Wednesday, January 10, 2018

Deadly Blizzard Of 1887...!

If we think that the weather has been hard on us this season, just imagine what the folks went through back in 1887.

The cattle industry was hit especially hard during the Winter of that year, mainly due to a massive miscalculation by ranchers at that time. Here is a short history of the disaster of the winter of 1887.

1887
Record cold and snow decimates cattle herds

On one of the worst days of the “worst winter in the West,” nearly an inch of snow falls every hour for 16 hours, impeding the ability of already starving cattle to find food.

The plains ranchers had seen hard winters before, but they had survived because their cattle had been well fed going into the winter. By the mid-1880s, though, the situation had changed. In the hopes of making quick money, greedy speculators had overstocked the northern ranges in Montana, Wyoming, and the Dakotas. Deceived by a string of mild winters, many ranch managers were also no longer putting up any winter-feed for their stock. Disaster arrived in 1886.

The summer of 1886 was hot and dry, and by autumn, the range was almost barren of grass. The cold and snow came early, and by January, record-breaking snowfalls blanketed the plains, forcing the already weakened cattle to expend vital energy moving through the snow in search of scant forage. In January, a warm Chinook wind briefly melted the top layers of snow. When the brutal cold returned (some ranches recorded temperatures of 63 degrees below zero), a hard thick shell of ice formed over everything, making it almost impossible for the cattle to break through the snow to reach the meager grass below. With no winter hay stored to feed the animals, many ranchers had to sit by idly and watch their herds slowly die. “Starving cattle staggered through village streets,” one historian recalls, “and collapsed and died in dooryards.” In Montana, 5,000 head of cattle invaded the outskirts of Great Falls, eating the saplings the townspeople had planted that spring and “bawling for food.”

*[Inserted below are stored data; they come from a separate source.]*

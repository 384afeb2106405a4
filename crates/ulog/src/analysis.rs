//! Aggregations over queried records.

use std::collections::{HashMap, HashSet};

use chrono::{DateTime, Utc};
use serde::{Deserialize, Serialize};

use crate::types::{LogLevel, LogRecord, USER_ID_KEY};

/// Record counts per level.
#[derive(Debug, Clone, Copy, Default, PartialEq, Eq, Serialize, Deserialize)]
pub struct LogStats {
    /// Total records counted
    pub total: usize,
    /// Error records
    pub error: usize,
    /// Warn records
    pub warn: usize,
    /// Info records
    pub info: usize,
    /// Debug records
    pub debug: usize,
    /// Trace records
    pub trace: usize,
}

impl LogStats {
    /// Returns the count for one level.
    #[must_use]
    pub const fn count(&self, level: LogLevel) -> usize {
        match level {
            LogLevel::Error => self.error,
            LogLevel::Warn => self.warn,
            LogLevel::Info => self.info,
            LogLevel::Debug => self.debug,
            LogLevel::Trace => self.trace,
        }
    }
}

/// One group of error records sharing a message.
#[derive(Debug, Clone, PartialEq, Eq, Serialize, Deserialize)]
#[serde(rename_all = "camelCase")]
pub struct ErrorAnalysis {
    /// Error message (or record message when no error is attached)
    pub message: String,
    /// Number of occurrences
    pub count: usize,
    /// Earliest occurrence
    pub first_occurrence: DateTime<Utc>,
    /// Latest occurrence
    pub last_occurrence: DateTime<Utc>,
    /// Distinct `userId` context values seen
    pub affected_users: usize,
}

/// Counts records per level.
#[must_use]
pub fn stats(records: &[LogRecord]) -> LogStats {
    records.iter().fold(LogStats::default(), |mut acc, record| {
        acc.total += 1;
        match record.level {
            LogLevel::Error => acc.error += 1,
            LogLevel::Warn => acc.warn += 1,
            LogLevel::Info => acc.info += 1,
            LogLevel::Debug => acc.debug += 1,
            LogLevel::Trace => acc.trace += 1,
        }
        acc
    })
}

/// Groups error-level records by message, most frequent first.
///
/// Groups with equal counts are ordered by most recent occurrence.
#[must_use]
pub fn error_analysis(records: &[LogRecord]) -> Vec<ErrorAnalysis> {
    struct Group<'a> {
        count: usize,
        first: DateTime<Utc>,
        last: DateTime<Utc>,
        users: HashSet<&'a str>,
    }

    let mut groups: HashMap<&str, Group<'_>> = HashMap::new();
    for record in records.iter().filter(|r| r.level == LogLevel::Error) {
        let message = record
            .error
            .as_ref()
            .map_or(record.message.as_str(), |e| e.message.as_str());

        let group = groups.entry(message).or_insert_with(|| Group {
            count: 0,
            first: record.timestamp,
            last: record.timestamp,
            users: HashSet::new(),
        });
        group.count += 1;
        group.first = group.first.min(record.timestamp);
        group.last = group.last.max(record.timestamp);
        if let Some(user) = record.context_str(USER_ID_KEY) {
            group.users.insert(user);
        }
    }

    let mut analysis: Vec<ErrorAnalysis> = groups
        .into_iter()
        .map(|(message, group)| ErrorAnalysis {
            message: message.to_string(),
            count: group.count,
            first_occurrence: group.first,
            last_occurrence: group.last,
            affected_users: group.users.len(),
        })
        .collect();
    analysis.sort_by(|a, b| {
        b.count
            .cmp(&a.count)
            .then_with(|| b.last_occurrence.cmp(&a.last_occurrence))
    });
    analysis
}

When the snow melted in the spring, carcasses of the once massive herds dotted the land as far as the eye could see. One observer recalled that so many rotting carcasses clogged creek and river courses that it was hard to find water fit to drink. Millions of cattle are estimated to have died during the “Great Die Up” as it came to be called, a darkly humorous reference to the celebrated “Round Up.” Montana ranchers alone lost an estimated 362,000 head of cattle, more than half the territory’s herd.

Besides sending hundreds of ranches into bankruptcy, the hard winter also brought an abrupt end to the era of the open range. Realizing they would always have to grow crops to feed their animals, ranchers decreased the size of their herds and began to stretch barbed wire fences across the open range to enclose new hay fields. By the 1890s, the typical rancher was also a farmer, and cowboys spent more time fixing fences than riding herd or roping mavericks. Belatedly, settlers realized that they had to adapt to the often-harsh demands of life on the western plains if they were to survive and thrive.

Many lessons from the Old West were learned the hard way. This hard Winter helped to change the face of the cattle business and the cowboys that rode herd on them. It could be called the beginning of the end for things done the old way in the West.

Coffee out on the patio again today.

5 comments:

bigfoot said...

Interesting history. Thanks

Momlady said...

That was indeed a hard lesson to learn. Warmer here for a few days then cold again.

linda m said...

Why is it that "we" always have to learn things the "hard way". Looking back through history that seems to be the nom. Finally warmed up a bit here.

HermitJim said...

Hey Bigfoot...
Glad you found it interesting, my friend.
Thanks for stopping by today!


Hey Momlady...
Don't you hate when the weather does the ol' back and forth thing?
Thanks for coming over this morning!


Hey Linda...
The hard lessons seem to be the only ones that stick with us.
Thanks for the visit this morning!


JO said...

Sad that "we" like Linda said is we only seem to learn by out mistakes and sometimes like this story a very hard lesson.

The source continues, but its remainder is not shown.